O nascimento da etnografia
• No começo do século XX uma forte ansiedade dissemina-
se entre estes pesquisadores: para eles, a tentativa de
estabelecer uma ciência dos povos “primitivos”
ganhava fôlego justamente no momento em que eram
percebidos como estando em vias de extinção. A
expansão colonial e todo o processo que hoje
conhecemos por globalização levaria inevitavelmente à
destruição dessas culturas, com as populações
integrando-se à civilização ocidental e sobrando apenas
os registros de relatos e as peças de museus. Além disso,
acirrava-se a crítica sobre a validade das fontes de
dados até então utilizadas: o seu pequeno número e a
visão enviesada que podiam ter sobre os povos de que
falavam, objetos retirados do contexto em que eram
utilizados, etc (as fontes para uma pesquisa poderia ser,
por exemplo, três pessoas: um viajante europeu, um
missionário e um nativo convertido a uma religião
européia que estivesse na Europa).
• Assim formou-se um sentido de urgência: era preciso
cumular os máximo possível de dados através de
pesquisas de campo antes que os “fatos”
desaparecessem; que os pesquisadores fossem
coletar seus dados diretamente junto aos povos
abordados; e o sucesso da investigação dependia de
longas estadias com eles. O contato direto e a
participação no dia a dia do grupo social que se quer
conhecer faria surgir o compromisso e a questão que
hoje domina a antropologia: a tentativa de olhar o outro
partindo do seu próprio ponto de vista.
• Atualmente o objeto da antropologia, a cultura, mesmo
as culturas dos chamados “povos primitivos”, já não
são mais vistas como estando em vias de extinção.
Veremos no final do curso como estudos recentes
abordam a vitalidade com que alguns povos estão se
adaptando aos tempos atuais sem perder a suas
identidades, a singularidade dinâmica de suas culturas.
A crítica da antropologia clássica
• Para além das limitações metodológicas – a falta de
pesquisas de campo etnográficas -, a crítica dessas
correntes clássicas da antropologia tem sido retomada
até os dias de hoje, seja para delimitar questões
teóricas quanto para enfrentar desafios políticos. O
difusionismo não é tão atacado quanto o
evolucionismo e encontrou acolhida no principal
fundador da antropologia norte-americana: Franz
Boas. A maior crítica que lhe é dirigida diz respeito à
necessidade de uma maior sistematização teórica
dos dados levantados e que permitam o encontro
da “coerência interna” (DAMATA, 1987) da cultura
estudada. É esta busca de “coerência interna”,
herdada dos evolucionistas, que ajudaria a inspirar as
correntes teóricas inglesas e francesas do
funcionalismo e do estruturalismo, que conheceremos
nas próximas aulas.
• Uma corrente mais recente – a hermenêutica-, já não se
preocupa tanto com esta coerência interna, visando
antes a interpretação capaz de abordar os significados
da cultura pesquisada, traduzindo-a de maneira a
que se torne inteligível aos seus leitores.
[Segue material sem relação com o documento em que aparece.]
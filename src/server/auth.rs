//! Shared-secret gates and failed-attempt rate limiting.
//!
//! - Ops endpoints require `x-ops-key` to equal the ops secret
//! - The watch trigger requires `Authorization: Bearer <cron secret>` when a
//!   cron secret is configured, and is open outside production otherwise
//!
//! Failed ops attempts are counted per client IP: 5 failures inside 10
//! minutes lock that IP out for 30 minutes.

use std::collections::{HashMap, VecDeque};
use std::net::SocketAddr;
use std::time::{Duration, Instant};

use axum::http::header::AUTHORIZATION;
use axum::http::HeaderMap;
use parking_lot::Mutex;

use super::error::ApiError;
use super::state::ServerConfig;

pub const OPS_KEY_HEADER: &str = "x-ops-key";

pub const MAX_FAILURES: usize = 5;
pub const FAILURE_WINDOW: Duration = Duration::from_secs(10 * 60);
pub const LOCKOUT: Duration = Duration::from_secs(30 * 60);

/// Entries kept before idle clients are pruned
const PRUNE_THRESHOLD: usize = 10_000;

#[derive(Default)]
struct ClientRecord {
    failures: VecDeque<Instant>,
    locked_until: Option<Instant>,
}

impl ClientRecord {
    fn prune(&mut self, now: Instant, window: Duration) {
        while let Some(&oldest) = self.failures.front() {
            if now.duration_since(oldest) >= window {
                self.failures.pop_front();
            } else {
                break;
            }
        }
        if self.locked_until.map_or(false, |until| until <= now) {
            self.locked_until = None;
        }
    }

    fn is_idle(&self) -> bool {
        self.failures.is_empty() && self.locked_until.is_none()
    }
}

/// Why an attempt did not succeed
#[derive(Debug)]
pub enum AttemptError<E> {
    /// Client is locked out for this long
    Locked(Duration),
    /// Verification failed (and was recorded)
    Rejected(E),
}

/// Sliding-window failure counter keyed by client IP
pub struct RateLimiter {
    max_failures: usize,
    window: Duration,
    lockout: Duration,
    clients: Mutex<HashMap<String, ClientRecord>>,
}

impl Default for RateLimiter {
    fn default() -> Self {
        Self::new(MAX_FAILURES, FAILURE_WINDOW, LOCKOUT)
    }
}

impl RateLimiter {
    pub fn new(max_failures: usize, window: Duration, lockout: Duration) -> Self {
        Self {
            max_failures: max_failures.max(1),
            window,
            lockout,
            clients: Mutex::new(HashMap::new()),
        }
    }

    /// Check the lockout, run `verify` and record the result atomically.
    ///
    /// The lock is held across `verify`, so it must not block.
    pub fn attempt<E>(
        &self,
        client: &str,
        now: Instant,
        verify: impl FnOnce() -> Result<(), E>,
    ) -> Result<(), AttemptError<E>> {
        let mut clients = self.clients.lock();

        if clients.len() > PRUNE_THRESHOLD {
            let window = self.window;
            clients.retain(|_, record| {
                record.prune(now, window);
                !record.is_idle()
            });
        }

        let record = clients.entry(client.to_string()).or_default();
        record.prune(now, self.window);

        if let Some(until) = record.locked_until {
            return Err(AttemptError::Locked(until.duration_since(now)));
        }

        match verify() {
            Ok(()) => {
                clients.remove(client);
                Ok(())
            }
            Err(e) => {
                record.failures.push_back(now);
                if record.failures.len() >= self.max_failures {
                    record.failures.clear();
                    record.locked_until = Some(now + self.lockout);
                    tracing::warn!(%client, "Client locked out after repeated failures");
                }
                Err(AttemptError::Rejected(e))
            }
        }
    }

    /// Remaining lockout for a client, if any
    pub fn locked_for(&self, client: &str, now: Instant) -> Option<Duration> {
        let clients = self.clients.lock();
        clients
            .get(client)
            .and_then(|r| r.locked_until)
            .filter(|until| *until > now)
            .map(|until| until.duration_since(now))
    }
}

/// Seconds to report for a remaining lockout (rounded up)
pub fn wait_seconds(remaining: Duration) -> u64 {
    let secs = remaining.as_secs();
    if remaining.subsec_nanos() > 0 {
        secs + 1
    } else {
        secs
    }
}

/// Client IP: first `x-forwarded-for` entry, `x-real-ip`, socket, `unknown`
pub fn client_ip(headers: &HeaderMap, peer: Option<SocketAddr>) -> String {
    let header = |name: &str| {
        headers
            .get(name)
            .and_then(|v| v.to_str().ok())
            .map(str::trim)
            .filter(|v| !v.is_empty())
    };

    if let Some(first) = header("x-forwarded-for")
        .and_then(|v| v.split(',').next())
        .map(str::trim)
        .filter(|v| !v.is_empty())
    {
        return first.to_string();
    }

    if let Some(real) = header("x-real-ip") {
        return real.to_string();
    }

    peer.map(|addr| addr.ip().to_string())
        .unwrap_or_else(|| "unknown".to_string())
}

/// Compare secrets without short-circuiting on the first differing byte
pub fn secrets_match(given: &str, expected: &str) -> bool {
    let (a, b) = (given.as_bytes(), expected.as_bytes());
    if a.len() != b.len() {
        return false;
    }
    a.iter().zip(b).fold(0u8, |acc, (x, y)| acc | (x ^ y)) == 0
}

/// Check the `x-ops-key` header against the configured ops secret
pub fn verify_ops_key(config: &ServerConfig, headers: &HeaderMap) -> Result<(), ApiError> {
    let expected = config
        .ops_secret
        .as_deref()
        .ok_or(ApiError::Unconfigured("ops secret"))?;

    let given = headers
        .get(OPS_KEY_HEADER)
        .and_then(|v| v.to_str().ok())
        .unwrap_or_default();

    if secrets_match(given, expected) {
        Ok(())
    } else {
        Err(ApiError::Unauthorized)
    }
}

/// Gate for the watch trigger
pub fn authorize_watch(config: &ServerConfig, headers: &HeaderMap) -> Result<(), ApiError> {
    match config.cron_secret.as_deref() {
        Some(secret) => {
            let token = headers
                .get(AUTHORIZATION)
                .and_then(|v| v.to_str().ok())
                .and_then(|v| v.strip_prefix("Bearer "))
                .unwrap_or_default();

            if secrets_match(token.trim(), secret) {
                Ok(())
            } else {
                tracing::debug!("watch trigger with missing or wrong cron secret");
                Err(ApiError::Unauthorized)
            }
        }
        None if config.production => {
            tracing::debug!("manual watch trigger refused in production");
            Err(ApiError::Unauthorized)
        }
        None => Ok(()),
    }
}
• O evolucionismo, por sua vez, é até hoje atacado com
forte veemência. Isto porque em sua época clássica
serviu para justificar o imperialismo europeu e, em nosso
tempo, as noções que ele promoveu ainda servem para
embasar posições racistas, equívocos etnocêntricos e
todas aquelas visões que justificam a imposição de
padrões e valores das elites dos países “desenvolvidos”
sobre os outros povos e mesmo aos grupos sociais
dominados em suas próprias sociedades. Ora, se os
padrões das elites mundiais são vistos como superiores,
e se acredita-se que a humanidade ruma inevitavelmente
para equiparar-se a eles - através de uma certa noção de
progresso -, justificam-se imposições e formas de
dominação muitas vezes garantidas através da força.